Acknowledgement sent to mdnorton <mdnorton <at> proton.me>:
New bug report received and forwarded. Copy sent to bug-gnu-emacs <at> gnu.org. (Wed, 28 May 2025 01:46:04 GMT) Full text and rfc822 format available.

Message #5 received at submit <at> debbugs.gnu.org (full text, mbox):

From: mdnorton <mdnorton <at> proton.me>
To: "bug-gnu-emacs <at> gnu.org" <bug-gnu-emacs <at> gnu.org>
Subject: imenu list generation failing on some items of similar quality
Date: Tue, 27 May 2025 17:54:05 +0000
[Message part 1 (text/plain, inline)]
Good morning.
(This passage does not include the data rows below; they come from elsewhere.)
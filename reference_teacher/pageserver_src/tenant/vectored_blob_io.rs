//!
//! Utilities for vectored reading of variable-sized "blobs".
//!
//! The "blob" api is an abstraction on top of the "block" api,
//! with the main difference being that blobs do not have a fixed
//! size (each blob is prefixed with 1 or 4 byte length field)
//!
//! The vectored apis provided in this module allow for planning
//! and executing disk IO which covers multiple blobs.
//!
//! Reads are planned with [`VectoredReadPlanner`] which will coalesce
//! adjacent blocks into a single disk IO request and exectuted by
//! [`VectoredBlobReader`] which does all the required offset juggling
//! and returns a buffer housing all the blobs and a list of offsets.
//!
//! Note that the vectored blob api does *not* go through the page cache.

use std::collections::BTreeMap;
use std::num::NonZeroUsize;

use bytes::BytesMut;
use pageserver_api::key::Key;
use tokio::io::AsyncWriteExt;
use tokio_epoll_uring::BoundedBuf;
use utils::lsn::Lsn;
use utils::vec_map::VecMap;

use crate::context::RequestContext;
use crate::tenant::blob_io::{BYTE_UNCOMPRESSED, BYTE_ZSTD, LEN_COMPRESSION_BIT_MASK};
use crate::virtual_file::VirtualFile;

#[derive(Copy, Clone, Debug, PartialEq, Eq)]
pub struct MaxVectoredReadBytes(pub NonZeroUsize);

/// Metadata bundled with the start and end offset of a blob.
#[derive(Copy, Clone, Debug)]
pub struct BlobMeta {
    pub key: Key,
    pub lsn: Lsn,
}

/// Blob offsets into [`VectoredBlobsBuf::buf`]
pub struct VectoredBlob {
    pub start: usize,
    pub end: usize,
    pub meta: BlobMeta,
}

/// Return type of [`VectoredBlobReader::read_blobs`]
pub struct VectoredBlobsBuf {
    /// Buffer for all blobs in this read
    pub buf: BytesMut,
    /// Offsets into the buffer and metadata for all blobs in this read
    pub blobs: Vec<VectoredBlob>,
}

/// Description of one disk read for multiple blobs.
/// Used as the argument form [`VectoredBlobReader::read_blobs`]
#[derive(Debug)]
pub struct VectoredRead {
    pub start: u64,
    pub end: u64,
    /// Starting offsets and metadata for each blob in this read
    pub blobs_at: VecMap<u64, BlobMeta>,
}

impl VectoredRead {
    pub(crate) fn size(&self) -> usize {
        (self.end - self.start) as usize
    }
}

#[derive(Eq, PartialEq, Debug)]
pub(crate) enum VectoredReadExtended {
    Yes,
    No,
}

pub(crate) struct VectoredReadBuilder {
    start: u64,
    end: u64,
    blobs_at: VecMap<u64, BlobMeta>,
    max_read_size: Option<usize>,
}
I've checked the bug archive for imenu​ and did not find anything that seemed related to what I'm seeing, so going to try to report this via the email in 34.3. Hopefully I cover everything necessary in 34.3. I cannot use the report function as I don't have Emacs set up with a mail service.

- Emacs version: 30.1
- GNU Emacs 30.1 (build 2, x86_64-w64-mingw32) of 2025-02-23

- Windows OS

What I'm seeing is a failure in imenu​ to create a correct list for function names using the MATLAB package ([https://github.com/mathworks/Emacs-MATLAB-Mode/](https://github.com/mathworks/Emacs-MATLAB-Mode/issues/42)). I've been working with the current maintainer and I am pretty certain that this is not directly a MATLAB package issue, though I cannot tell if it is an interaction. The regular expression to identify the function name that is the point of the imenu​ list is pretty gnarly but seems to work with the corner cases required for the syntax.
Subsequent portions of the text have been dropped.